START SUPPLIED DATA
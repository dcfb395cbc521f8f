//! Configuration integration tests.
//!
//! These tests verify config discovery, format parsing, and precedence
//! from an end-to-end perspective using the compiled binary. Tests use
//! `info --json` to assert actual config values, not just process success.

use assert_cmd::Command;
use predicates::prelude::*;
use serde_json::Value;
use std::fs;
use tempfile::TempDir;

/// Returns a Command configured to run our binary.
#[allow(deprecated)]
fn cmd() -> Command {
    Command::cargo_bin(env!("CARGO_PKG_NAME")).unwrap()
}

/// Run `info --json` from a directory and parse the JSON output.
fn info_json(dir: &std::path::Path) -> Value {
    let output = cmd()
        .args(["-C", dir.to_str().unwrap(), "info", "--json"])
        .output()
        .expect("failed to run command");
    assert!(
        output.status.success(),
        "command failed: {}",
        String::from_utf8_lossy(&output.stderr)
    );
    serde_json::from_slice(&output.stdout).expect("invalid JSON output")
}

// =============================================================================
// Config File Discovery
// =============================================================================

#[test]
fn runs_without_config_file() {
    let tmp = TempDir::new().unwrap();
    let json = info_json(tmp.path());

    assert_eq!(
        json["config"]["log_level"], "info",
        "should use default log level"
    );
    assert_eq!(json["config"]["header_offset"], 5);
    assert_eq!(json["config"]["score_marker"], "总安排打分");
    assert!(
        json["config"]["config_file"].is_null(),
        "no config file should be reported"
    );
}

#[test]
fn discovers_dotfile_config_in_current_dir() {
    let tmp = TempDir::new().unwrap();
    fs::write(tmp.path().join(".review-lens.toml"), r#"log_level = "debug""#).unwrap();

    let json = info_json(tmp.path());

    assert_eq!(json["config"]["log_level"], "debug");
    let reported = json["config"]["config_file"].as_str().unwrap();
    assert!(
        reported.ends_with(".review-lens.toml"),
        "should report dotfile: {reported}"
    );
}

#[test]
fn discovers_short_name_config() {
    let tmp = TempDir::new().unwrap();
    fs::write(tmp.path().join("review.toml"), "top_n = 8\n").unwrap();

    let json = info_json(tmp.path());
    assert_eq!(json["config"]["top_n"], 8);
}

#[test]
fn discovers_config_in_parent_directory() {
    let tmp = TempDir::new().unwrap();
    let sub_dir = tmp.path().join("exports").join("2024");
    fs::create_dir_all(&sub_dir).unwrap();

    fs::write(tmp.path().join(".review-lens.toml"), r#"log_level = "debug""#).unwrap();

    let json = info_json(&sub_dir);

    assert_eq!(json["config"]["log_level"], "debug");
    assert!(
        json["config"]["config_file"].as_str().is_some(),
        "should find parent config"
    );
}

#[test]
fn regular_name_overrides_dotfile() {
    let tmp = TempDir::new().unwrap();

    fs::write(tmp.path().join(".review-lens.toml"), r#"log_level = "debug""#).unwrap();
    fs::write(tmp.path().join("review-lens.toml"), r#"log_level = "error""#).unwrap();

    let json = info_json(tmp.path());

    assert_eq!(
        json["config"]["log_level"], "error",
        "regular file should override dotfile"
    );
}

// =============================================================================
// Config Format Parsing
// =============================================================================

#[test]
fn parses_yaml_config() {
    let tmp = TempDir::new().unwrap();
    fs::write(
        tmp.path().join(".review-lens.yaml"),
        "segmenter: unicode\nlow_score_threshold: 2.5\n",
    )
    .unwrap();

    let json = info_json(tmp.path());
    assert_eq!(json["config"]["segmenter"], "unicode");
    assert_eq!(json["config"]["low_score_threshold"], 2.5);
}

#[test]
fn parses_json_config() {
    let tmp = TempDir::new().unwrap();
    fs::write(
        tmp.path().join(".review-lens.json"),
        r#"{"log_level": "error", "stop_words": ["导游", "行程"]}"#,
    )
    .unwrap();

    let json = info_json(tmp.path());
    assert_eq!(json["config"]["log_level"], "error");
    assert_eq!(json["config"]["stop_words"], 2);
}

#[test]
fn disable_input_limit_is_reported() {
    let tmp = TempDir::new().unwrap();
    fs::write(tmp.path().join(".review-lens.toml"), "disable_input_limit = true\n").unwrap();

    let json = info_json(tmp.path());
    assert!(json["config"]["max_input_bytes"].is_null());
}

// =============================================================================
// Config Precedence
// =============================================================================

#[test]
fn closer_config_takes_precedence() {
    let tmp = TempDir::new().unwrap();
    let sub_dir = tmp.path().join("project");
    fs::create_dir_all(&sub_dir).unwrap();

    fs::write(tmp.path().join(".review-lens.toml"), r#"log_level = "error""#).unwrap();
    fs::write(sub_dir.join(".review-lens.toml"), r#"log_level = "debug""#).unwrap();

    let json = info_json(&sub_dir);

    assert_eq!(
        json["config"]["log_level"], "debug",
        "closer config should win"
    );
}

#[test]
fn explicit_config_overrides_discovered() {
    let tmp = TempDir::new().unwrap();

    fs::write(tmp.path().join(".review-lens.toml"), r#"log_level = "debug""#).unwrap();

    let explicit = tmp.path().join("override.toml");
    fs::write(&explicit, r#"log_level = "error""#).unwrap();

    let output = cmd()
        .args([
            "-C",
            tmp.path().to_str().unwrap(),
            "--config",
            explicit.to_str().unwrap(),
            "info",
            "--json",
        ])
        .output()
        .expect("failed to run command");
    assert!(output.status.success());

    let json: Value = serde_json::from_slice(&output.stdout).unwrap();
    assert_eq!(
        json["config"]["log_level"], "error",
        "--config should override discovered config"
    );
    let reported = json["config"]["config_file"].as_str().unwrap();
    assert!(
        reported.ends_with("override.toml"),
        "--config path should be reported: {reported}"
    );
}

#[test]
fn env_var_overrides_config_file() {
    let tmp = TempDir::new().unwrap();
    fs::write(tmp.path().join(".review-lens.toml"), "top_n = 8\n").unwrap();

    let output = cmd()
        .env("REVIEW_LENS_TOP_N", "12")
        .args(["-C", tmp.path().to_str().unwrap(), "info", "--json"])
        .output()
        .expect("failed to run command");
    assert!(output.status.success());

    let json: Value = serde_json::from_slice(&output.stdout).unwrap();
    assert_eq!(json["config"]["top_n"], 12);
}

// =============================================================================
// Config Drives Analysis
// =============================================================================

#[test]
fn table_layout_comes_from_config() {
    let tmp = TempDir::new().unwrap();
    fs::write(
        tmp.path().join(".review-lens.toml"),
        "header_offset = 0\nscore_marker = \"评分\"\nsegmenter = \"unicode\"\nstop_words = [\"导游\"]\n",
    )
    .unwrap();
    fs::write(
        tmp.path().join("reviews.csv"),
        "评论,评分\n导游 很差,1\n导游 很差 退款,2\n",
    )
    .unwrap();

    let output = cmd()
        .args(["-C", tmp.path().to_str().unwrap(), "analyze", "reviews.csv", "--json"])
        .output()
        .expect("failed to run command");
    assert!(
        output.status.success(),
        "command failed: {}",
        String::from_utf8_lossy(&output.stderr)
    );

    let json: Value = serde_json::from_slice(&output.stdout).unwrap();
    assert_eq!(json["stats"]["low_score_reviews"], 2);
    assert_eq!(json["scopes"][0]["top_words"][0]["word"], "很差");
    assert_eq!(json["scopes"][0]["top_words"][0]["count"], 2);
}

// =============================================================================
// Error Cases
// =============================================================================

#[test]
fn invalid_toml_config_shows_error() {
    let tmp = TempDir::new().unwrap();
    fs::write(
        tmp.path().join(".review-lens.toml"),
        "this is not valid toml [[[",
    )
    .unwrap();

    cmd()
        .args(["-C", tmp.path().to_str().unwrap(), "info"])
        .assert()
        .failure()
        .stderr(predicate::str::contains("configuration").or(predicate::str::contains("config")));
}

#[test]
fn invalid_segmenter_shows_error() {
    let tmp = TempDir::new().unwrap();
    fs::write(tmp.path().join(".review-lens.toml"), "segmenter = \"whitespace\"\n").unwrap();

    cmd()
        .args(["-C", tmp.path().to_str().unwrap(), "info"])
        .assert()
        .failure();
}

#[test]
fn unknown_config_field_is_ignored() {
    let tmp = TempDir::new().unwrap();
    fs::write(
        tmp.path().join(".review-lens.toml"),
        "log_level = \"info\"\nunknown_field = \"should be ignored\"\n",
    )
    .unwrap();

    let json = info_json(tmp.path());
    assert_eq!(json["config"]["log_level"], "info");
}

// =============================================================================
// Boundary Marker Tests
// =============================================================================

#[test]
fn git_boundary_stops_config_search() {
    let tmp = TempDir::new().unwrap();

    let parent = tmp.path().join("parent");
    let repo = parent.join("repo");
    let src = repo.join("src");
    fs::create_dir_all(&src).unwrap();

    fs::write(parent.join(".review-lens.toml"), r#"log_level = "error""#).unwrap();
    fs::create_dir(repo.join(".git")).unwrap();

    let json = info_json(&src);

    assert_eq!(
        json["config"]["log_level"], "info",
        "should use default, boundary stops search"
    );
    assert!(
        json["config"]["config_file"].is_null(),
        "should not find config beyond boundary"
    );
}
END SUPPLIED DATA
[WHAT THIS TASK INVOLVES] When you answer, output each line of the data exactly as given, from its first line up to and including the one with "the JSON output.".

[RESPONSE TO THE TASK]
repository dcfb395cbc521f8f
//! Configuration integration tests.
//!
//! These tests verify config discovery, format parsing, and precedence
//! from an end-to-end perspective using the compiled binary. Tests use
//! `info --json` to assert actual config values, not just process success.

use assert_cmd::Command;
use predicates::prelude::*;
use serde_json::Value;
use std::fs;
use tempfile::TempDir;

/// Returns a Command configured to run our binary.
#[allow(deprecated)]
fn cmd() -> Command {
    Command::cargo_bin(env!("CARGO_PKG_NAME")).unwrap()
}

/// Run `info --json` from a directory and parse the JSON output.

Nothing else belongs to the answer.